Refinancing may save you money but there are costs involved. It’s important to weigh up all the pros and cons, especially the costs compared to the financial benefits, to ensure that refinancing is right for you.
1. Understand the costs
There are costs involved in discharging your current loan and establishing a new one. Refinancing can be expensive if there are high fees and charges involved with discharging your current loan. Your Made For You Finance broker can help you evaluate the costs involved if you are considering refinancing.
2. Choose the right home loan
Your Made For You Finance broker is dedicated to finding the right home loan for you. We can save you:
• Time by coming to a place that suits you to discuss your refinancing needs
• Interest by finding you a better deal on your home loan
• Money by showing you different loan options and repayment scenarios that put more money back into your pocket
3. Apply to refinance your loan
After you have identified your new loan with the help of your Made For You Finance broker, the next step is to apply for your loan with your supporting documentation. Your Made For You Finance will help guide you through the process.
4. Approval and documentation
The lender will then assess and process the application. Once your application is approved you will receive a Letter of Offer. Once you accept this and return it to your lender settlement can be arranged.
5. Arranging your settlement
Settlement is a process where titles are exchanged and your new lender registers a mortgage over your property. Your new lender will arrange for settlement after they received your signed Letter of Offer.
6. Drawdown your loan
Congratulations! The refinance process is complete and your new home loan is in place.

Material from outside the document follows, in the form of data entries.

use std::{
    collections::{BTreeSet, HashSet},
    mem,
};

use tracing::debug;

use crate::common::{bank::Bank, hash::MacroHash};

/// A macro reference, as written in a template.
#[derive(Debug, Clone, Copy, PartialEq, Eq)]
pub enum Reference<'a> {
    Name(&'a str),
    Id(MacroHash),
}

/// Tracks which macro hashes will resolve at runtime.
///
/// A hash is known once its entry has been compiled in this session,
/// or when it was pre-declared. References are checked the moment they
/// are emitted, so a reference to an entry that is compiled later
/// in the same session is reported as unresolved.
#[derive(Debug, Default)]
pub struct Linker {
    known: HashSet<MacroHash>,
    unresolved_names: BTreeSet<String>,
    unresolved_ids: BTreeSet<MacroHash>,
}

impl Linker {
    pub fn new() -> Linker {
        Default::default()
    }

    /// Marks a hash as defined in this session.
    pub fn declare(&mut self, hash: MacroHash) {
        self.known.insert(hash);
    }

    pub fn is_known(&self, hash: MacroHash, linked: &[Bank]) -> bool {
        self.known.contains(&hash) || linked.iter().any(|bank| bank.contains(hash))
    }

    /// Checks a reference against the session and the linked banks,
    /// recording it if it does not resolve.
    /// Returns whether the reference resolved.
    pub fn reference(&mut self, reference: Reference, hash: MacroHash, linked: &[Bank]) -> bool {
        if self.is_known(hash, linked) {
            return true;
        }

        match reference {
            Reference::Name(name) => {
                debug!(name, hash, "unresolved macro reference");
                self.unresolved_names.insert(name.to_string());
            },
            Reference::Id(id) => {
                debug!(id, "unresolved macro id");
                self.unresolved_ids.insert(id);
            },
        }
        false
    }

    /// Takes every unresolved reference recorded so far.
    pub fn drain_unresolved(&mut self) -> (BTreeSet<String>, BTreeSet<MacroHash>) {
        (
            mem::take(&mut self.unresolved_names),
            mem::take(&mut self.unresolved_ids),
        )
    }

    pub fn clear(&mut self) {
        self.known.clear();
        self.unresolved_names.clear();
        self.unresolved_ids.clear();
    }
}

#[cfg(test)]
mod test {
    use std::collections::BTreeMap;

    use super::*;
    use crate::common::bank::Macro;

    #[test]
    fn declared_hashes_resolve() {
        let mut linker = Linker::new();
        assert!(!linker.reference(Reference::Name("a"), 1, &[]));
        linker.declare(1);
        assert!(linker.reference(Reference::Name("a"), 1, &[]));

        let (names, ids) = linker.drain_unresolved();
        assert_eq!(names.into_iter().collect::<Vec<_>>(), vec!["a".to_string()]);
        assert!(ids.is_empty());
    }

    #[test]
    fn linked_banks_resolve() {
        let mut macros = BTreeMap::new();
        macros.insert(7, Macro::new(7, vec![]));
        let bank = Bank::new(macros, vec![]);

        let mut linker = Linker::new();
        assert!(linker.reference(Reference::Id(7), 7, &[bank]));
        assert!(!linker.reference(Reference::Id(8), 8, &[]));

        let (_, ids) = linker.drain_unresolved();
        assert!(ids.contains(&8));
    }
}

Key costs you could face include:
When you refinance, your new lender may charge a range of upfront fees, including an application or loan establishment fee. Not all lenders charge all of these fees, and some may be negotiable.
Lender’s Mortgage Insurance (LMI)
If your new loan is for 80% or more of your home’s value, it’s likely you’ll be asked to pay LMI. To find out more about about LMI click here.
Your current lender may charge exit fees, sometimes called ‘early repayment fees’.
Fees vary widely, although they usually only apply if you have had your current loan for less than five years.
Break costs for fixed rate loans
If you currently have a fixed rate loan, check if you have to pay ‘breaks costs’. A call to your lender will tell you if break costs apply and what you’re likely to be charged.
Mortgage registration fees
When you switch from one home loan to another you may be asked to pay mortgage registration fees that let the relevant land titles office in your state or territory know you’ve changed either your lender or the type of loan. These fees will vary according to your state or territory.